Joel and I are living in a very nice neighborhood in Antigua. An armed guard is at the gate to let you in and out and only people with resident permits are allowed in. We walked around the 'hood yesterday and took some nice pictures of the houses. Well, not the actual houses, but the streets and the giant concrete walls that go around people's houses. Houses here are like fortresses -- NO ONE has an open yard where you can just walk up to the front door. NO ONE. There are gigantic walls with big ol' gates around the houses. Oh, and some of the more paranoid folks have barbed wire lining the top edge of their fences. Nothing says "Welcome to my casa" like a layer of barbed wire. How in the world do Girl Scouts sell their cookies here???

The apartment is teeny tiny, but it's perfect. From our living/dining room windows you can see Volcan Agua -- which I thought was active but nope, it hasn't errupted since the 16th century, so I think we're ok. The people we are renting from (Norma & Alvarro) are soooo nice. They went to the market yesterday and brought us back a basket with fresh fruit -- pineapple, papaya, mango, cantaloupe, and plantains bigger than my wrist. The yard here is awesome -- check out the picture of the GIGANTIC man-eating ficus trees... Yes, the house plant that I can look at and kill in the United States grows so tall here you can carve decorative arches through them.

Joel has been making all of our meals -- and oh yeah, I could get used to that real quick -- but this morning I attempted to make pancakes and bacon. Oooh boy. It is really a good thing they don't have smoke detectors here. In my defense, I've never used a gas stove. Does that let me off the hook? I asked Joel, "Ummm, do you like your bacon crispy?" He said yes. Later, I asked, "Do you like your pancakes the same way you like your bacon???" Luckily, he said yes again -- I think he knew he didn't have a choice and was being polite. I cook cajun whether I am trying to or not -- everything coming out of Jen's Kitchen in blackened. Yummmm.

The used Subaru is doing fine. Ok, so it stalls every now and then and there's a strange whining noise coming from the engine... I think the stalling is a carbureator issue and the whining is a belt that needs replacing. See? Having a crappy car in college really DOES pay off in the long run -- you can diagnose problems in future cars... (Thanks, Mom!) And guess what -- the last 3 digits of the license plate are DSW. Ah yes, I was meant to be in this car.

That's it for this edition of "GuateJenniMalaFer's Jungle Stories." Stay tuned for our next installment!
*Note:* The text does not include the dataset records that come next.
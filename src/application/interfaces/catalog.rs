use crate::error::AppError;
use crate::model::pagination::ApiResponse;
use async_trait::async_trait;

#[async_trait]
/// Product catalog operations
pub trait CatalogService: Send + Sync {
    /// Lists products; the body is usually paginated
    async fn list(&self, params: &[(String, String)]) -> Result<ApiResponse, AppError>;

    /// Gets the details of one product
    async fn details(&self, id: &str) -> Result<ApiResponse, AppError>;

    /// Gets the filters (brands, types, ...) the catalog can be narrowed by
    async fn fetch_filters(&self) -> Result<ApiResponse, AppError>;
}
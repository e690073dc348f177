/******************************************************************************
   Author: Joaquín Béjar García
   Email: jb@taunais.com
   Date: 19/10/26
******************************************************************************/
/// HTTP transport with the interceptor pipeline
pub mod http;
/// Request and response interceptors
pub mod interceptors;
/// Pagination metadata and response wrappers
pub mod pagination;
/// Request bodies sent by the service groups
pub mod requests;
I hope all's well with each and every one of you, wherever you may be. Stay thirsty my friends...

-Jennifer

Peer pressure

Ok, so peer pressure is an amazing thing. Many of my friends have asked that instead of sending emails, I just start posting stuff to my blog. Let me just say, I SUCK AT BLOGGING. Then again, before I moved here, I sucked at living with spiders, contant rain, and anything involved with cooking. So I guess you can teach an old dog new tricks.

Agua Volcano looming over Antigua

I'm going to cut and paste my old emails to this blog. Ta-daaa! Instant blogging messages. Not sure how to include the pictures, but I guess I'll learn that as I go. Wish me luck.